Toxic mentorship can thrive in academia, but is often hard to spot. Entrenched power dynamics and internalized imposter syndrome can make victims of toxic mentorship, and their advocates, question if things really are that bad.
The list below, while not comprehensive, details a few traits of toxic mentorship. My goal is to identify behaviors to watch for so that trainees can spot toxic mentorship before joining a lab. It may also make it easier for student advocates, including faculty, to identify and support students facing toxic mentorship.
Toxic mentors often set intentionally unrealistic expectations of data quantity or quality so that when the trainee inevitably fails to meet them, the trainee will work even harder to meet the goal. This kind of intense pressure can lead to bad science, especially when a toxic mentor is unwilling to consider alternate hypotheses, despite what a trainee’s data may show.
Science is hard and frustration is common. But when critique of a dataset turns to personal attacks against a trainee, this is toxic behavior (“I knew you weren’t good enough to do this work,” “Students who really care come in every Sunday”). Feedback should be free from personal attacks.
Many aspects of science are competitive, like funding, publishing, and hiring. But when mentors bring this strong sense of competition into their labs, this can be extremely toxic for trainees. Lab members may race to achieve the same goal, compare hours worked or experiments completed, or fight for limited resources. In a healthy lab culture, mentors encourage collaboration and support among team members.
Code of Loyalty
Many toxic mentors are deeply invested in lab members being “loyal” to the lab or to the PI (principal investigator). They may use “harming the lab’s reputation” or “spreading rumors” as reasons why it is not appropriate for struggling students to seek input or support from other faculty. This is preposterous; asking for outside help is a normal part scientists’ training, and good mentors know and encourage this. When anonymous criticism does arise (negative tenure letters, ombudsperson mediations, department interventions), PIs may intimidate students to reveal the complainant or stop trainees from speaking up in the future. This is the dark side of a “This lab is a family” attitude; you may tolerate many behaviors from your family that you should not have to accept in the workplace.
Success at any cost
It may seem like a PI with a strong track record of funding, publications, or institutional support couldn’t possibly be a toxic mentor, and potential advocates sometimes minimize students’ experiences as overblown or unbelievable. Academia, however, does not usually reward healthy mentorship. Well-regarded PIs can still be toxic, and their influence can follow students throughout their careers, especially if the PI is conventionally successful.

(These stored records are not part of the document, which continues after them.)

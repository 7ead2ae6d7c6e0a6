use chrono::Utc;
use poem_openapi::{OpenApi, Tags, payload::{Json, PlainText}};

use crate::types::dto::common::{HealthResponse, MessageResponse};

/// Landing pages and health check
pub struct HealthApi;

/// API tags for service endpoints
#[derive(Tags)]
enum ServiceTags {
    /// Landing and health check endpoints
    Service,
}

#[OpenApi]
impl HealthApi {
    #[oai(path = "/", method = "get", tag = "ServiceTags::Service")]
    async fn index(&self) -> PlainText<&'static str> {
        PlainText("Welcome to Club Review!")
    }

    #[oai(path = "/api", method = "get", tag = "ServiceTags::Service")]
    async fn api_index(&self) -> Json<MessageResponse> {
        Json(MessageResponse::new("Welcome to the Club Review API!"))
    }

    /// Health check endpoint
    ///
    /// Returns the current status of the API service
    #[oai(path = "/api/health", method = "get", tag = "ServiceTags::Service")]
    async fn health(&self) -> Json<HealthResponse> {
        Json(HealthResponse {
            status: "healthy".to_string(),
            timestamp: Utc::now().to_rfc3339(),
        })
    }
}
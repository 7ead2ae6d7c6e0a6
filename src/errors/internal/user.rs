use thiserror::Error;

#[derive(Error, Debug)]
pub enum UserError {
    #[error("A user with email '{email}' or username '{username}' already exists")]
    Duplicate { email: String, username: String },

    #[error("User not found")]
    NotFound,
}
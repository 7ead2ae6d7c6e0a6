use std::sync::Arc;

use crate::app_data::AppData;
use crate::config::DatabaseHandle;
use crate::errors::InternalError;
use crate::errors::internal::{ClubError, RequestError, UserError};
use crate::providers::{AuthenticationProvider, SessionProvider};
use crate::stores::{ClubStore, FavoriteStore, TagStore, UserStore};
use crate::types::dto::clubs::ClubSummary;
use crate::types::dto::users::{
    FavoriteRequest, LoginRequest, LogoutRequest, SessionResponse, SignupRequest, UserProfile,
};
use crate::types::internal::Session;

/// User coordinator that orchestrates profile lookups, favorites and the
/// login/signup/logout session workflows
pub struct UserCoordinator {
    database: DatabaseHandle,
    user_store: Arc<UserStore>,
    club_store: Arc<ClubStore>,
    tag_store: Arc<TagStore>,
    favorite_store: Arc<FavoriteStore>,
    session_provider: Arc<SessionProvider>,
    authentication_provider: Arc<AuthenticationProvider>,
}

impl UserCoordinator {
    pub fn new(app_data: Arc<AppData>) -> Self {
        Self {
            database: app_data.database.clone(),
            user_store: app_data.user_store.clone(),
            club_store: app_data.club_store.clone(),
            tag_store: app_data.tag_store.clone(),
            favorite_store: app_data.favorite_store.clone(),
            session_provider: app_data.session_provider.clone(),
            authentication_provider: app_data.authentication_provider.clone(),
        }
    }

    pub async fn get_user(&self, username: Option<String>) -> Result<UserProfile, InternalError> {
        let username = username.ok_or(UserError::NotFound)?;
        let txn = self.database.begin().await?;

        let user = self
            .user_store
            .find_by_username(&txn, &username)
            .await?
            .ok_or(UserError::NotFound)?;

        DatabaseHandle::commit(txn).await?;
        Ok(UserProfile {
            email: user.email,
            username: user.username,
        })
    }

    /// Add the club to the session owner's favorites. Repeating it is a no-op.
    pub async fn favorite_club(&self, request: FavoriteRequest) -> Result<(), InternalError> {
        let txn = self.database.begin().await?;

        let user = self
            .session_provider
            .validate(&txn, request.session_token.as_deref())
            .await?;
        let code = RequestError::require(request.code, "code")?;
        let club = self
            .club_store
            .find_by_code(&txn, &code)
            .await?
            .ok_or(ClubError::UnknownCode { code })?;

        let added = self
            .favorite_store
            .add_favorite(&txn, &user.email, &club.code)
            .await?;

        DatabaseHandle::commit(txn).await?;
        if added {
            tracing::info!(club = %club.code, user = %user.username, "Club favorited");
        }
        Ok(())
    }

    /// Favorites of the user found by username or email, ordered by code
    pub async fn user_favorites(
        &self,
        username: Option<String>,
        email: Option<String>,
    ) -> Result<Vec<ClubSummary>, InternalError> {
        if username.is_none() && email.is_none() {
            return Err(RequestError::MissingOneOf { fields: "username, email" }.into());
        }

        let txn = self.database.begin().await?;

        let user = self
            .user_store
            .find_by_email_or_username(&txn, email.as_deref(), username.as_deref())
            .await?
            .ok_or(UserError::NotFound)?;

        let clubs = self.favorite_store.list_favorited_by(&txn, &user).await?;
        let mut summaries = Vec::with_capacity(clubs.len());
        for club in clubs {
            let tags = self.tag_store.tags_for_club(&txn, &club).await?;
            summaries.push(ClubSummary {
                code: club.code,
                name: club.name,
                description: club.description,
                tags,
            });
        }

        DatabaseHandle::commit(txn).await?;
        Ok(summaries)
    }

    /// Verify credentials and issue a fresh session, replacing any previous one
    pub async fn login(&self, request: LoginRequest) -> Result<SessionResponse, InternalError> {
        let email = RequestError::require(request.email, "email")?;
        let password = RequestError::require(request.password, "password")?;

        let txn = self.database.begin().await?;

        let user = self
            .authentication_provider
            .verify_credentials(&txn, &email, &password)
            .await?;
        let username = user.username.clone();
        let session = self.session_provider.issue_session(&txn, user).await?;

        DatabaseHandle::commit(txn).await?;
        tracing::info!(user = %username, "User logged in");
        Ok(session_response(session))
    }

    /// Register a user and log them in
    pub async fn signup(&self, request: SignupRequest) -> Result<SessionResponse, InternalError> {
        let email = RequestError::require(request.email, "email")?;
        let username = RequestError::require(request.username, "username")?;
        let password = RequestError::require(request.password, "password")?;

        let txn = self.database.begin().await?;

        let user = self
            .user_store
            .create_user(&txn, &email, &username, &password)
            .await?;
        let session = self.session_provider.issue_session(&txn, user).await?;

        DatabaseHandle::commit(txn).await?;
        tracing::info!(user = %username, "User signed up");
        Ok(session_response(session))
    }

    pub async fn logout(&self, request: LogoutRequest) -> Result<(), InternalError> {
        let txn = self.database.begin().await?;

        let user = self
            .session_provider
            .validate(&txn, request.session_token.as_deref())
            .await?;
        let username = user.username.clone();
        self.session_provider.invalidate(&txn, user).await?;

        DatabaseHandle::commit(txn).await?;
        tracing::info!(user = %username, "User logged out");
        Ok(())
    }
}

fn session_response(session: Session) -> SessionResponse {
    SessionResponse {
        session_token: session.token.into_inner(),
        expires_at: session.expires_at.timestamp(),
    }
}
use migration::{Migrator, MigratorTrait};
use sea_orm::{ConnectOptions, Database, DatabaseConnection, DatabaseTransaction, TransactionTrait};

use crate::errors::InternalError;

/// Owns the connection pool and hands out per-request transactions
#[derive(Debug, Clone)]
pub struct DatabaseHandle {
    connection: DatabaseConnection,
}

impl DatabaseHandle {
    /// Connect to the database. Does NOT run migrations - call `migrate` separately.
    pub async fn connect(database_url: &str) -> Result<Self, InternalError> {
        let mut options = ConnectOptions::new(database_url);
        // Every pooled connection to `:memory:` would open its own empty database
        if database_url.contains(":memory:") {
            options.max_connections(1).min_connections(1);
        }

        let connection = Database::connect(options)
            .await
            .map_err(|e| InternalError::database("connect_database", e))?;

        tracing::debug!("Connected to database: {}", database_url);

        Ok(Self { connection })
    }

    /// Apply all pending migrations
    pub async fn migrate(&self) -> Result<(), InternalError> {
        Migrator::up(&self.connection, None)
            .await
            .map_err(|e| InternalError::database("run_migrations", e))?;

        tracing::debug!("Database migrations completed");
        Ok(())
    }

    pub async fn begin(&self) -> Result<DatabaseTransaction, InternalError> {
        self.connection
            .begin()
            .await
            .map_err(InternalError::transaction_begin)
    }

    pub async fn commit(txn: DatabaseTransaction) -> Result<(), InternalError> {
        txn.commit().await.map_err(InternalError::transaction_commit)
    }

    pub fn connection(&self) -> &DatabaseConnection {
        &self.connection
    }
}
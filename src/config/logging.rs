use std::path::{Path, PathBuf};

use tracing_subscriber::{EnvFilter, Layer, fmt, layer::SubscriberExt, util::SubscriberInitExt};

use crate::config::{EnvironmentProvider, SystemEnvironment};

/// Logging options read from `LOG_LEVEL` and `APP_LOG_FILE`
#[derive(Debug, Clone)]
pub struct LoggingConfig {
    pub log_level: String,
    pub app_log_file: Option<PathBuf>,
}

impl LoggingConfig {
    pub fn from_env_provider(env: &dyn EnvironmentProvider) -> Self {
        Self {
            log_level: env.get_var("LOG_LEVEL").unwrap_or_else(|| "info".to_string()),
            app_log_file: env
                .get_var("APP_LOG_FILE")
                .filter(|v| !v.trim().is_empty())
                .map(PathBuf::from),
        }
    }
}

#[derive(Debug, thiserror::Error)]
pub enum LoggingError {
    #[error("Failed to initialize logging: {0}")]
    Initialization(String),

    #[error("Invalid log level: {0}")]
    InvalidLogLevel(String),

    #[error("File system error: {0}")]
    FileSystem(#[from] std::io::Error),
}

/// Install the global subscriber: console always, plus a daily-rolling file
/// when `APP_LOG_FILE` is set.
pub fn init_logging() -> Result<(), LoggingError> {
    let config = LoggingConfig::from_env_provider(&SystemEnvironment);

    let filter = || {
        EnvFilter::try_new(&config.log_level)
            .map_err(|e| LoggingError::InvalidLogLevel(format!("{}: {}", config.log_level, e)))
    };

    let console_layer = fmt::layer()
        .with_target(true)
        .with_file(true)
        .with_line_number(true)
        .with_filter(filter()?);

    let subscriber = tracing_subscriber::registry().with(console_layer);

    match &config.app_log_file {
        Some(path) => {
            let directory = path.parent().unwrap_or_else(|| Path::new("."));
            std::fs::create_dir_all(directory)?;
            let file_name = path
                .file_name()
                .ok_or_else(|| LoggingError::Initialization("Invalid log file path".to_string()))?;

            let file_layer = fmt::layer()
                .with_writer(tracing_appender::rolling::daily(directory, file_name))
                .with_target(true)
                .with_ansi(false)
                .with_file(true)
                .with_line_number(true)
                .with_filter(filter()?);

            subscriber
                .with(file_layer)
                .try_init()
                .map_err(|e| LoggingError::Initialization(e.to_string()))
        }
        None => subscriber
            .try_init()
            .map_err(|e| LoggingError::Initialization(e.to_string())),
    }
}
use std::collections::HashMap;

/// Source of configuration variables
///
/// Settings are read through this trait rather than `std::env` so tests can
/// supply values without touching the process environment.
pub trait EnvironmentProvider: Send + Sync {
    fn get_var(&self, key: &str) -> Option<String>;
}

/// Reads the real process environment
pub struct SystemEnvironment;

impl EnvironmentProvider for SystemEnvironment {
    fn get_var(&self, key: &str) -> Option<String> {
        std::env::var(key).ok()
    }
}

/// In-memory variables for tests
#[derive(Debug, Default, Clone)]
pub struct MockEnvironment {
    vars: HashMap<String, String>,
}

impl MockEnvironment {
    pub fn empty() -> Self {
        Self::default()
    }

    pub fn with_var(mut self, key: &str, value: &str) -> Self {
        self.vars.insert(key.to_string(), value.to_string());
        self
    }
}

impl EnvironmentProvider for MockEnvironment {
    fn get_var(&self, key: &str) -> Option<String> {
        self.vars.get(key).cloned()
    }
}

In some fields, there are “leaders” whose toxic mentorship is an open secret; trainees and faculty peers alike tolerate this behavior because they think “Oh, it’s worth it to have X’s name on your resume.” Communities should seek to give opportunities (speaker invites, awards, etc.) to faculty who treat their trainees appropriately.
Toxic mentors must be doing something to continue to attract trainees to their group, get money, maintain collaborations, and publish. Often that thing is manipulation. This can take many forms, including high praise and big promises for prospective group members and first year students, while harshly criticizing or totally ignoring older trainees. Harder-to-spot red flags include weird attitudes about data sharing (like keeping data secret from other group members or collaborators) and funny business around money (like how it’s spent or if/when trainees will be paid).
Toxic institutional culture
In many communities, there is a sense that being treated terribly is par for the course for students and postdocs. That this behavior, which can resemble hazing, is a necessary part of becoming a “real scientist.” Even if many professors in your department/institution behave toxically, or if a mentor doesn’t seem “as bad” as someone else, that does not make it okay. Often, trainees in these toxic cultures will eventually adopt this same mentality, judging newer lab members by these same toxic standards and perpetuating the cycle. Faced with a bad overall culture, ask yourself, “Would this person have been fired if they worked at a company with good HR?” If yes, it’s toxic.
Dealing with a toxic mentor can be extremely draining and isolating for trainees. In the best-case scenario, a new trainee would identify toxic mentorship and choose another lab to join. Often, this is not possible, so support from peers and other faculty is crucial to trainees’ success and wellbeing. If you suspect a trainee may be dealing with a toxic mentor, reach out to them and offer to help however you can. Believe them. Trainees in toxic situations, it is not your fault. Ask for support from peers or other faculty and try to find sources of happiness outside the lab. Training scientists well is a crucial part of being a professor, and we should all seek to promote healthy mentorship practices and reward good mentors.
About the author: Sally recently completed her PhD in Bioengineering at UC Berkeley and feels compelled to mention that she did *not* have a toxic advisor, which is why she can speak freely on this topic. Many victims of toxic mentorship cannot speak freely about their experiences. It is important for everyone to be informed on these issues so we can collectively support students!